General Secretary of Garment Workers Trade Union Center of Bangladesh Joly Talukder said although ten years have elapsed, yet, compensation and rehabilitation for the families of the deceased workers and justice for the brutal massacre have not been delivered.
There is no major breakthrough in the trial proceedings of two cases filed over the country’s deadliest industrial disaster.
The wait for justice is not going to be over anytime soon as there is no significant progress in the case filed on charges of killing more than 1,100 people.
Trial in another case filed on charges of violation of building codes in the construction of the nine-storey building is yet to begin.
The owner of the Rana Plaza building remains in prison but the murder trial against him and others, including factory owners and local officials, continues to grind on almost seven years since charges were brought, with no one yet to be convicted.

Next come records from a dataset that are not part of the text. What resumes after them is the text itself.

//! Kestrel Repository - persistence for rules, typologies, transactions, and
//! evaluations
//!
//! Every operation is predicated on a tenant id; omitting it is a hard input
//! error. Two backends implement the same trait: SQLite (community profile)
//! and PostgreSQL (pro profile).

mod error;
mod postgres;
mod queries;
mod schema;
mod sqlite;
mod traits;

pub use error::{RepositoryError, RepositoryResult};
pub use postgres::PostgresRepository;
pub use sqlite::SqliteRepository;
pub use traits::Repository;

use std::sync::Arc;

/// Repository backend configuration.
#[derive(Debug, Clone)]
pub struct RepositoryConfig {
    /// "sqlite" or "postgres"
    pub driver: String,

    pub sqlite_path: String,

    pub postgres_host: String,
    pub postgres_port: u16,
    pub postgres_user: String,
    pub postgres_password: String,
    pub postgres_db: String,
    pub postgres_sslmode: String,

    pub max_connections: u32,
}

impl Default for RepositoryConfig {
    fn default() -> Self {
        Self {
            driver: "sqlite".to_string(),
            sqlite_path: "./kestrel.db".to_string(),
            postgres_host: "localhost".to_string(),
            postgres_port: 5432,
            postgres_user: "kestrel".to_string(),
            postgres_password: String::new(),
            postgres_db: "kestrel".to_string(),
            postgres_sslmode: "disable".to_string(),
            max_connections: 10,
        }
    }
}

/// Open a repository for the configured driver and run migrations.
pub async fn connect(config: &RepositoryConfig) -> RepositoryResult<Arc<dyn Repository>> {
    match config.driver.as_str() {
        "sqlite" => Ok(Arc::new(SqliteRepository::new(config).await?)),
        "postgres" => Ok(Arc::new(PostgresRepository::new(config).await?)),
        other => Err(RepositoryError::UnsupportedDriver(other.to_string())),
    }
}
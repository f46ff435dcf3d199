//! Shared application state

use crate::service::EvaluationService;
use std::sync::Arc;

/// State handed to every handler. Cloning is cheap: one `Arc`.
#[derive(Clone)]
pub struct AppState {
    pub service: Arc<EvaluationService>,
}

impl AppState {
    pub fn new(service: Arc<EvaluationService>) -> Self {
        Self { service }
    }
}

Court sources said Criminal Investigation Department (CID) in June 2015 submitted two separate charge sheets — one for murder and the other for building code violation — against 42 accused, including building owner Sohel Rana.
Sohel Rana, his parents — Abdul Khaleque and Morjina Begum — and 34 others were charged with causing the death of the workers while four others were accused of sheltering Rana and helping him flee.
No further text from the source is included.